Brondízio reiterou o termo “janela de oportunidade” para a sociedade escolher novos caminhos ou, ao contrário, reforçar caminhos que só servem a interesses particulares. “Temos os instrumentos para controlar e ajudar a encontrar um caminho melhor atualmente”, disse, referindo-se à legislação e políticas públicas de conservação do meio ambiente. “Mas estamos principalmente hoje no Brasil em um momento de desmonte da política e da infraestrutura ambiental. Passada a pandemia, disse ele, é preciso resgatar aqueles instrumentos e não permitir que interesses políticos deixem de lado a legislação que garante a proteção ao ambiente e aos mais desfavorecidos.

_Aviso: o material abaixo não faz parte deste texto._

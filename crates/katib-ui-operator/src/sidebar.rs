//! # Dashboard Sidebar
//!
//! Navigation entry advertised to the dashboard over the `sidebar` relation

use serde::{Deserialize, Serialize};

pub const SIDEBAR: &str = "sidebar";

/// Relation app-data key the dashboard reads
pub const SIDEBAR_KEY: &str = "config";

/// One link in the dashboard sidebar
#[derive(Deserialize, Serialize, Clone, Debug, PartialEq, Eq)]
pub struct SidebarEntry {
    pub app: String,
    pub position: u32,
    #[serde(rename = "type")]
    pub kind: String,
    pub link: String,
    pub text: String,
    pub icon: String,
}

impl SidebarEntry {
    /// The Katib "Experiments (AutoML)" entry
    pub fn katib(app: impl Into<String>) -> Self {
        Self {
            app: app.into(),
            position: 5,
            kind: "item".to_string(),
            link: "/katib/".to_string(),
            text: "Experiments (AutoML)".to_string(),
            icon: "kubeflow:katib".to_string(),
        }
    }
}

/// JSON list stored under [`SIDEBAR_KEY`]
pub fn encode(entries: &[SidebarEntry]) -> Result<String, serde_json::Error> {
    serde_json::to_string(entries)
}

#[cfg(test)]
mod tests {
    use super::*;
    use serde_json::json;

    #[test]
    fn test_katib_entry_payload() {
        let payload = encode(&[SidebarEntry::katib("katib-ui")]).unwrap();
        let value: serde_json::Value = serde_json::from_str(&payload).unwrap();
        assert_eq!(
            value,
            json!([{
                "app": "katib-ui",
                "position": 5,
                "type": "item",
                "link": "/katib/",
                "text": "Experiments (AutoML)",
                "icon": "kubeflow:katib"
            }])
        );
    }

    #[test]
    fn test_withdrawn_payload_is_empty_list() {
        assert_eq!(encode(&[]).unwrap(), "[]");
    }
}
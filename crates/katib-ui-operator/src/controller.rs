//! # Event Controller
//!
//! Explicit table from charm events to their handlers

use crate::error::HostError;
use crate::host::{Context, RelationId};
use crate::reconciler::KatibUiReconciler;
use crate::sidebar::SidebarEntry;
use crate::status::UnitStatus;
use serde::{Deserialize, Serialize};
use std::fmt;
use std::sync::atomic::{AtomicU64, Ordering};
use std::sync::Arc;
use std::time::Instant;
use tracing::{error, info};

/// Lifecycle and relation events the charm observes
#[derive(Deserialize, Serialize, Clone, Debug, PartialEq, Eq)]
#[serde(tag = "event", rename_all = "kebab-case")]
pub enum CharmEvent {
    Install,
    UpgradeCharm,
    LeaderElected,
    IngressRelationChanged { relation_id: RelationId },
    SidebarRelationJoined { relation_id: RelationId },
    SidebarRelationDeparted { relation_id: RelationId },
}

/// Handler an event is routed to
#[derive(Debug, Clone, Copy, PartialEq, Eq)]
pub enum Handler {
    SetPodSpec,
    SidebarJoined(RelationId),
    SidebarDeparted(RelationId),
}

impl CharmEvent {
    pub fn handler(&self) -> Handler {
        match self {
            CharmEvent::Install
            | CharmEvent::UpgradeCharm
            | CharmEvent::LeaderElected
            | CharmEvent::IngressRelationChanged { .. } => Handler::SetPodSpec,
            CharmEvent::SidebarRelationJoined { relation_id } => Handler::SidebarJoined(*relation_id),
            CharmEvent::SidebarRelationDeparted { relation_id } => Handler::SidebarDeparted(*relation_id),
        }
    }

    pub fn name(&self) -> &'static str {
        match self {
            CharmEvent::Install => "install",
            CharmEvent::UpgradeCharm => "upgrade-charm",
            CharmEvent::LeaderElected => "leader-elected",
            CharmEvent::IngressRelationChanged { .. } => "ingress-relation-changed",
            CharmEvent::SidebarRelationJoined { .. } => "sidebar-relation-joined",
            CharmEvent::SidebarRelationDeparted { .. } => "sidebar-relation-departed",
        }
    }
}

impl fmt::Display for CharmEvent {
    fn fmt(&self, f: &mut fmt::Formatter<'_>) -> fmt::Result {
        f.write_str(self.name())
    }
}

/// What handling one event did
#[derive(Debug, Clone, PartialEq)]
pub enum HandlerOutcome {
    Reconciled(UnitStatus),
    SidebarPublished {
        relation_id: RelationId,
        entries: Vec<SidebarEntry>,
    },
    SkippedNotLeader,
    /// The configuration failed to load; the event was not dispatched
    ConfigRejected(UnitStatus),
}

/// Routes events through [`KatibUiReconciler`]
pub struct Controller {
    reconciler: Arc<KatibUiReconciler>,
    metrics: ControllerMetrics,
}

impl Controller {
    pub fn new(reconciler: Arc<KatibUiReconciler>) -> Self {
        Self {
            reconciler,
            metrics: ControllerMetrics::default(),
        }
    }

    pub fn reconciler(&self) -> &KatibUiReconciler {
        &self.reconciler
    }

    /// Handle a single event to completion
    pub async fn handle(&self, event: &CharmEvent, ctx: &Context<'_>) -> Result<HandlerOutcome, HostError> {
        let started = Instant::now();
        info!(%event, handler = ?event.handler(), "Handling event");

        let result = self.dispatch(event, ctx).await;

        self.metrics.events_handled.fetch_add(1, Ordering::Relaxed);
        match &result {
            Ok(outcome) => {
                if outcome == &HandlerOutcome::Reconciled(UnitStatus::Active) {
                    self.metrics.specs_published.fetch_add(1, Ordering::Relaxed);
                }
                info!(%event, elapsed_ms = started.elapsed().as_millis() as u64, "Event handled");
            }
            Err(e) => {
                self.metrics.events_failed.fetch_add(1, Ordering::Relaxed);
                error!(%event, error = %e, "Event handling failed");
            }
        }
        result
    }

    async fn dispatch(&self, event: &CharmEvent, ctx: &Context<'_>) -> Result<HandlerOutcome, HostError> {
        match event.handler() {
            Handler::SetPodSpec => self.reconciler.set_pod_spec(ctx).await.map(HandlerOutcome::Reconciled),
            Handler::SidebarJoined(relation_id) => {
                let published = self.reconciler.on_sidebar_relation_joined(ctx, relation_id).await?;
                Ok(sidebar_outcome(published, relation_id, vec![SidebarEntry::katib(ctx.app_name())]))
            }
            Handler::SidebarDeparted(relation_id) => {
                let published = self.reconciler.on_sidebar_relation_departed(ctx, relation_id).await?;
                Ok(sidebar_outcome(published, relation_id, Vec::new()))
            }
        }
    }

    pub fn metrics(&self) -> MetricsSnapshot {
        self.metrics.snapshot()
    }
}

fn sidebar_outcome(published: bool, relation_id: RelationId, entries: Vec<SidebarEntry>) -> HandlerOutcome {
    if published {
        HandlerOutcome::SidebarPublished { relation_id, entries }
    } else {
        HandlerOutcome::SkippedNotLeader
    }
}

/// Controller counters
#[derive(Debug, Default)]
pub struct ControllerMetrics {
    events_handled: AtomicU64,
    events_failed: AtomicU64,
    specs_published: AtomicU64,
}

impl ControllerMetrics {
    pub fn snapshot(&self) -> MetricsSnapshot {
        MetricsSnapshot {
            events_handled: self.events_handled.load(Ordering::Relaxed),
            events_failed: self.events_failed.load(Ordering::Relaxed),
            specs_published: self.specs_published.load(Ordering::Relaxed),
        }
    }
}

/// Point-in-time copy of [`ControllerMetrics`]
#[derive(Debug, Clone, Copy, Default, PartialEq, Eq, Serialize)]
pub struct MetricsSnapshot {
    pub events_handled: u64,
    pub events_failed: u64,
    pub specs_published: u64,
}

“Acho que temos que encarar de maneira mais concreta o problema da desigualdade e a insensibilidade do brasileiro à desigualdade social e aí pensar no futuro em um novo contrato social, baseado na empatia nossa com o outro, com as outras espécies, com a natureza e com as futuras gerações”, completou Brondízio.

Bráulio Ferreira de Souza Dias analisou que, nos últimos 30 anos, o Brasil melhorou suas políticas públicas ambientais – tanto a nível federal, quanto estadual -, promoveu uma consolidação de instituições e um grande avanço da ciência sobre biodiversidade no país. “O Brasil é um dos grandes produtores de ciência da biodiversidade, talvez chegando a 10% de toda a ciência produzida no mundo nessa área, quando no geral produzimos cerca de 2% da ciência mundial”, destacou.

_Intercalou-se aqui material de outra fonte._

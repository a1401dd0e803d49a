//! # Charm Configuration
//!
//! Configuration values supplied by the host on every event

use crate::error::ConfigError;
use serde::{Deserialize, Serialize};
use std::collections::HashMap;
use std::path::{Path, PathBuf};

/// Port the Katib UI listens on when nothing else is configured
pub const DEFAULT_PORT: u16 = 8080;

/// Validated charm configuration
#[derive(Deserialize, Serialize, Clone, Debug, PartialEq, Eq)]
pub struct CharmConfig {
    /// HTTP port of the Katib UI container
    pub port: u16,
}

impl Default for CharmConfig {
    fn default() -> Self {
        Self { port: DEFAULT_PORT }
    }
}

/// Either a flat value file (`port: 8080`) or a charm `config.yaml`
/// (`options: {port: {type: int, default: 8080}}`).
#[derive(Deserialize, Debug)]
#[serde(untagged)]
enum RawConfig {
    Options { options: HashMap<String, RawOption> },
    Values { port: Option<i64> },
}

#[derive(Deserialize, Debug)]
struct RawOption {
    default: Option<serde_yaml::Value>,
}

impl CharmConfig {
    pub fn new(port: u16) -> Self {
        Self { port }
    }

    /// Parse a YAML document
    pub fn from_yaml_str(yaml: &str) -> Result<Self, ConfigError> {
        if yaml.trim().is_empty() {
            return Ok(Self::default());
        }

        let raw: RawConfig = serde_yaml::from_str(yaml)?;
        let port = match raw {
            RawConfig::Options { options } => options
                .get("port")
                .and_then(|opt| opt.default.as_ref())
                .map(|value| serde_yaml::from_value::<i64>(value.clone()))
                .transpose()?,
            RawConfig::Values { port } => port,
        };

        match port {
            Some(port) => Ok(Self::new(validate_port(port)?)),
            None => Ok(Self::default()),
        }
    }

    /// Read and parse a YAML config file
    pub async fn from_path(path: impl AsRef<Path>) -> Result<Self, ConfigError> {
        let path = path.as_ref();
        let contents = tokio::fs::read_to_string(path)
            .await
            .map_err(|source| ConfigError::Read {
                path: path.to_path_buf(),
                source,
            })?;
        Self::from_yaml_str(&contents)
    }
}

fn validate_port(port: i64) -> Result<u16, ConfigError> {
    u16::try_from(port)
        .ok()
        .filter(|port| *port > 0)
        .ok_or(ConfigError::InvalidPort(port))
}

/// Where the configuration for the next event comes from
#[derive(Debug, Clone)]
pub enum ConfigSource {
    /// Fixed values, e.g. from CLI flags
    Static(CharmConfig),

    /// Re-read from disk on every event
    File(PathBuf),
}

impl ConfigSource {
    pub async fn load(&self) -> Result<CharmConfig, ConfigError> {
        match self {
            ConfigSource::Static(config) => Ok(config.clone()),
            ConfigSource::File(path) => CharmConfig::from_path(path).await,
        }
    }
}

impl Default for ConfigSource {
    fn default() -> Self {
        ConfigSource::Static(CharmConfig::default())
    }
}

#[cfg(test)]
mod tests {
    use super::*;
    use std::io::Write;

    #[test]
    fn test_flat_values() {
        let config = CharmConfig::from_yaml_str("port: 5000\n").unwrap();
        assert_eq!(config.port, 5000);
    }

    #[test]
    fn test_options_file_uses_default() {
        let yaml = r#"
options:
  port:
    type: int
    default: 8080
    description: HTTP port
"#;
        let config = CharmConfig::from_yaml_str(yaml).unwrap();
        assert_eq!(config.port, 8080);
    }

    #[test]
    fn test_missing_port_falls_back_to_default() {
        assert_eq!(CharmConfig::from_yaml_str("").unwrap().port, DEFAULT_PORT);
        assert_eq!(CharmConfig::from_yaml_str("{}").unwrap().port, DEFAULT_PORT);
    }

    #[test]
    fn test_out_of_range_ports_are_rejected() {
        for bad in ["port: 0", "port: -1", "port: 70000"] {
            match CharmConfig::from_yaml_str(bad) {
                Err(ConfigError::InvalidPort(_)) => {}
                other => panic!("expected InvalidPort for {bad:?}, got {other:?}"),
            }
        }
    }

    #[test]
    fn test_non_integer_port_is_a_parse_error() {
        assert!(matches!(
            CharmConfig::from_yaml_str("port: http"),
            Err(ConfigError::Parse(_))
        ));
    }

    #[tokio::test]
    async fn test_file_source_reloads_every_time() {
        let mut file = tempfile::NamedTempFile::new().unwrap();
        writeln!(file, "port: 9000").unwrap();
        let source = ConfigSource::File(file.path().to_path_buf());
        assert_eq!(source.load().await.unwrap().port, 9000);

        std::fs::write(file.path(), "port: 9001\n").unwrap();
        assert_eq!(source.load().await.unwrap().port, 9001);
    }

    #[tokio::test]
    async fn test_missing_file_is_a_read_error() {
        let source = ConfigSource::File(PathBuf::from("/nonexistent/katib-ui/config.yaml"));
        assert!(matches!(source.load().await, Err(ConfigError::Read { .. })));
    }
}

O País conta, dessa forma, com grande oferta de soluções, com programas avançados de conservação e recuperação de espécies ameaçadas e nos projetos de recuperação de áreas degradadas. “Infelizmente, com o atual governo estamos vendo um desmonte das instituições e políticas ambientais e uma tentativa de reverter a legislação ambiental, sem dar ouvidos aos argumentos da razão e da ciência”, criticou. Para ele, o comportamento do governo vai resultar em grandes prejuízos coletivos para a sociedade brasileira e para o mundo, na medida em que o Brasil é o maior detentor de biodiversidade do planeta.

Souza Dias pediu engajamento de todos para a negociação do acordo para a nova estratégia global sobre biodiversidade que estará em debate na próxima COP-15, a Conferência das Partes sobre o tema que deve acontecer em 2021, na China.